Out of the lines below, please list those that hold the string "display".

━━━━━ Supplied records

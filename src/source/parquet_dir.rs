//! Parquet directory source
//!
//! Each `<experiment>.parquet` file in a directory holds one experiment's
//! exported run table. Experiments are listed in file-name order and get
//! their position as id.
//!
//! Conversion rules:
//! - a `run_id` column is required; it also stays a regular display column
//! - Arrow nulls (and float `NaN`) become the missing sentinel
//! - integer, float, and decimal-free numeric columns become numbers
//! - everything else is rendered to text via Arrow's display formatter

use std::fs::File;
use std::path::{Path, PathBuf};

use arrow::array::{
    Array, ArrayRef, BooleanArray, Float32Array, Float64Array, Int32Array, Int64Array,
    LargeStringArray, StringArray, UInt32Array, UInt64Array,
};
use arrow::datatypes::DataType;
use arrow::record_batch::RecordBatch;
use arrow::util::display::array_value_to_string;
use parquet::arrow::arrow_reader::ParquetRecordBatchReaderBuilder;

use super::RunTableSource;
use crate::experiment::{CellValue, Experiment, RunRecord, RunTable};
use crate::{Error, Result};

/// File extension the source looks for.
pub const PARQUET_EXTENSION: &str = "parquet";

/// Column that identifies runs.
pub const RUN_ID_COLUMN: &str = "run_id";

/// Source backed by a directory of Parquet files.
#[derive(Debug, Clone)]
pub struct ParquetRunSource {
    dir: PathBuf,
}

impl ParquetRunSource {
    /// Create a source over `dir`. The directory is read lazily.
    #[must_use]
    pub fn new(dir: impl Into<PathBuf>) -> Self {
        Self { dir: dir.into() }
    }

    /// Directory this source reads.
    #[must_use]
    pub fn dir(&self) -> &Path {
        &self.dir
    }

    fn table_path(&self, experiment_name: &str) -> PathBuf {
        self.dir
            .join(format!("{experiment_name}.{PARQUET_EXTENSION}"))
    }

    fn unreadable(&self, e: &std::io::Error) -> Error {
        Error::SourceUnavailable(format!("cannot read {}: {e}", self.dir.display()))
    }
}

impl RunTableSource for ParquetRunSource {
    fn list_experiments(&self) -> Result<Vec<Experiment>> {
        let entries = std::fs::read_dir(&self.dir).map_err(|e| self.unreadable(&e))?;

        let mut names = Vec::new();
        for entry in entries {
            let path = entry.map_err(|e| self.unreadable(&e))?.path();
            if path.extension().and_then(|e| e.to_str()) != Some(PARQUET_EXTENSION) {
                continue;
            }
            if let Some(stem) = path.file_stem().and_then(|s| s.to_str()) {
                names.push(stem.to_string());
            }
        }
        names.sort();

        Ok(names
            .into_iter()
            .enumerate()
            .map(|(id, name)| Experiment::new(name, id.to_string()))
            .collect())
    }

    fn fetch_run_table(&self, experiment_name: &str) -> Result<RunTable> {
        let path = self.table_path(experiment_name);
        tracing::debug!(path = %path.display(), "loading parquet run table");
        load_run_table(&path)
    }

    fn describe(&self) -> String {
        format!("parquet ({})", self.dir.display())
    }
}

/// Load a Parquet file into a run table.
///
/// # Errors
///
/// Returns [`Error::SourceUnavailable`] if the file cannot be opened or
/// decoded, and [`Error::InvalidTable`] if it has no `run_id` column or
/// violates the run table invariants.
pub fn load_run_table(path: &Path) -> Result<RunTable> {
    let file = File::open(path).map_err(|e| {
        Error::SourceUnavailable(format!("failed to open {}: {e}", path.display()))
    })?;

    let builder = ParquetRecordBatchReaderBuilder::try_new(file).map_err(|e| {
        Error::SourceUnavailable(format!("failed to parse {}: {e}", path.display()))
    })?;

    let columns: Vec<String> = builder
        .schema()
        .fields()
        .iter()
        .map(|f| f.name().clone())
        .collect();

    let reader = builder.build().map_err(|e| {
        Error::SourceUnavailable(format!("failed to create reader for {}: {e}", path.display()))
    })?;

    let mut records = Vec::new();
    for batch in reader {
        let batch = batch.map_err(|e| {
            Error::SourceUnavailable(format!("failed to read record batch: {e}"))
        })?;
        records.extend(batch_to_records(&batch)?);
    }

    RunTable::new(columns, records)
}

/// Convert one record batch into run records.
///
/// # Errors
///
/// Returns [`Error::InvalidTable`] if the batch has no usable `run_id`.
pub fn batch_to_records(batch: &RecordBatch) -> Result<Vec<RunRecord>> {
    let run_id_index = batch
        .schema()
        .index_of(RUN_ID_COLUMN)
        .map_err(|_| Error::InvalidTable(format!("missing '{RUN_ID_COLUMN}' column")))?;

    let mut records = Vec::with_capacity(batch.num_rows());
    for row in 0..batch.num_rows() {
        let values = batch
            .columns()
            .iter()
            .map(|array| cell_at(array, row))
            .collect::<Result<Vec<_>>>()?;

        let run_id = match &values[run_id_index] {
            CellValue::Missing => {
                return Err(Error::InvalidTable(format!("null run_id in row {row}")));
            }
            other => other.to_string(),
        };
        records.push(RunRecord::new(run_id, values));
    }
    Ok(records)
}

/// Read one cell of an Arrow array as a [`CellValue`].
///
/// # Errors
///
/// Returns [`Error::Arrow`] if a value cannot be formatted.
#[allow(clippy::cast_precision_loss)]
pub fn cell_at(array: &ArrayRef, row: usize) -> Result<CellValue> {
    if array.is_null(row) {
        return Ok(CellValue::Missing);
    }

    let any = array.as_any();
    let value = match array.data_type() {
        DataType::Float64 => any
            .downcast_ref::<Float64Array>()
            .map(|a| CellValue::number(a.value(row))),
        DataType::Float32 => any
            .downcast_ref::<Float32Array>()
            .map(|a| CellValue::number(f64::from(a.value(row)))),
        DataType::Int64 => any
            .downcast_ref::<Int64Array>()
            .map(|a| CellValue::number(a.value(row) as f64)),
        DataType::Int32 => any
            .downcast_ref::<Int32Array>()
            .map(|a| CellValue::number(f64::from(a.value(row)))),
        DataType::UInt64 => any
            .downcast_ref::<UInt64Array>()
            .map(|a| CellValue::number(a.value(row) as f64)),
        DataType::UInt32 => any
            .downcast_ref::<UInt32Array>()
            .map(|a| CellValue::number(f64::from(a.value(row)))),
        DataType::Utf8 => any
            .downcast_ref::<StringArray>()
            .map(|a| CellValue::text(a.value(row))),
        DataType::LargeUtf8 => any
            .downcast_ref::<LargeStringArray>()
            .map(|a| CellValue::text(a.value(row))),
        DataType::Boolean => any
            .downcast_ref::<BooleanArray>()
            .map(|a| CellValue::text(a.value(row).to_string())),
        _ => None,
    };

    match value {
        Some(v) => Ok(v),
        None => Ok(CellValue::Text(array_value_to_string(array, row)?)),
    }
}

#[cfg(test)]
mod tests {
    use super::*;
    use arrow::datatypes::{Field, Schema};
    use parquet::arrow::ArrowWriter;
    use std::sync::Arc;

    fn write_runs(dir: &Path, name: &str, with_run_id: bool) {
        let mut fields = vec![
            Field::new("metrics.MAE", DataType::Float64, true),
            Field::new("params.fit_intercept", DataType::Utf8, true),
        ];
        let mut arrays: Vec<ArrayRef> = vec![
            Arc::new(Float64Array::from(vec![Some(0.2), None, Some(f64::NAN)])),
            Arc::new(StringArray::from(vec![Some("1"), Some("0"), None])),
        ];
        if with_run_id {
            fields.insert(0, Field::new(RUN_ID_COLUMN, DataType::Utf8, false));
            arrays.insert(0, Arc::new(StringArray::from(vec!["r1", "r2", "r3"])));
        }

        let schema = Arc::new(Schema::new(fields));
        let batch = RecordBatch::try_new(schema.clone(), arrays).unwrap();
        let file = File::create(dir.join(format!("{name}.parquet"))).unwrap();
        let mut writer = ArrowWriter::try_new(file, schema, None).unwrap();
        writer.write(&batch).unwrap();
        writer.close().unwrap();
    }

    #[test]
    fn test_list_experiments_sorted_by_name() {
        let dir = tempfile::tempdir().unwrap();
        write_runs(dir.path(), "zeta", true);
        write_runs(dir.path(), "alpha", true);
        std::fs::write(dir.path().join("notes.txt"), "ignored").unwrap();

        let source = ParquetRunSource::new(dir.path());
        let experiments = source.list_experiments().unwrap();

        assert_eq!(experiments.len(), 2);
        assert_eq!(experiments[0].name(), "alpha");
        assert_eq!(experiments[0].id(), "0");
        assert_eq!(experiments[1].name(), "zeta");
    }

    #[test]
    fn test_fetch_normalizes_nulls_and_nan() {
        let dir = tempfile::tempdir().unwrap();
        write_runs(dir.path(), "exp", true);

        let table = ParquetRunSource::new(dir.path()).fetch_run_table("exp").unwrap();

        assert_eq!(table.columns(), ["run_id", "metrics.MAE", "params.fit_intercept"]);
        assert_eq!(table.value("r1", "metrics.MAE"), Some(&CellValue::Number(0.2)));
        assert_eq!(table.value("r2", "metrics.MAE"), Some(&CellValue::Missing));
        assert_eq!(table.value("r3", "metrics.MAE"), Some(&CellValue::Missing));
        assert_eq!(table.value("r3", "params.fit_intercept"), Some(&CellValue::Missing));
    }

    #[test]
    fn test_missing_run_id_column_is_invalid() {
        let dir = tempfile::tempdir().unwrap();
        write_runs(dir.path(), "exp", false);

        let err = ParquetRunSource::new(dir.path()).fetch_run_table("exp").unwrap_err();
        assert!(matches!(err, Error::InvalidTable(_)));
    }

    #[test]
    fn test_missing_file_is_unavailable() {
        let dir = tempfile::tempdir().unwrap();
        let err = ParquetRunSource::new(dir.path()).fetch_run_table("nope").unwrap_err();
        assert!(matches!(err, Error::SourceUnavailable(_)));
    }

    #[test]
    fn test_file_in_place_of_dir_is_unavailable() {
        let dir = tempfile::tempdir().unwrap();
        let file = dir.path().join("runs.parquet");
        std::fs::write(&file, "not a directory").unwrap();

        let err = ParquetRunSource::new(file.clone()).list_experiments().unwrap_err();
        assert!(matches!(err, Error::SourceUnavailable(ref msg) if msg.contains("runs.parquet")));
    }

    #[test]
    fn test_listing_io_errors_are_unavailable() {
        let source = ParquetRunSource::new("/runs");
        let err = source.unreadable(&std::io::Error::new(std::io::ErrorKind::PermissionDenied, "denied"));
        assert!(matches!(err, Error::SourceUnavailable(ref msg) if msg.contains("/runs") && msg.contains("denied")));
    }

    #[test]
    fn test_missing_dir_is_unavailable() {
        let source = ParquetRunSource::new("/definitely/not/here");
        assert!(matches!(
            source.list_experiments().unwrap_err(),
            Error::SourceUnavailable(_)
        ));
    }
}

━━━━━━━━━━

Task response:
//! - a `run_id` column is required; it also stays a regular display column
//! - everything else is rendered to text via Arrow's display formatter
use arrow::util::display::array_value_to_string;
        Error::SourceUnavailable(format!("cannot read {}: {e}", self.dir.display()))
        tracing::debug!(path = %path.display(), "loading parquet run table");
        format!("parquet ({})", self.dir.display())
        Error::SourceUnavailable(format!("failed to open {}: {e}", path.display()))
        Error::SourceUnavailable(format!("failed to parse {}: {e}", path.display()))
        Error::SourceUnavailable(format!("failed to create reader for {}: {e}", path.display()))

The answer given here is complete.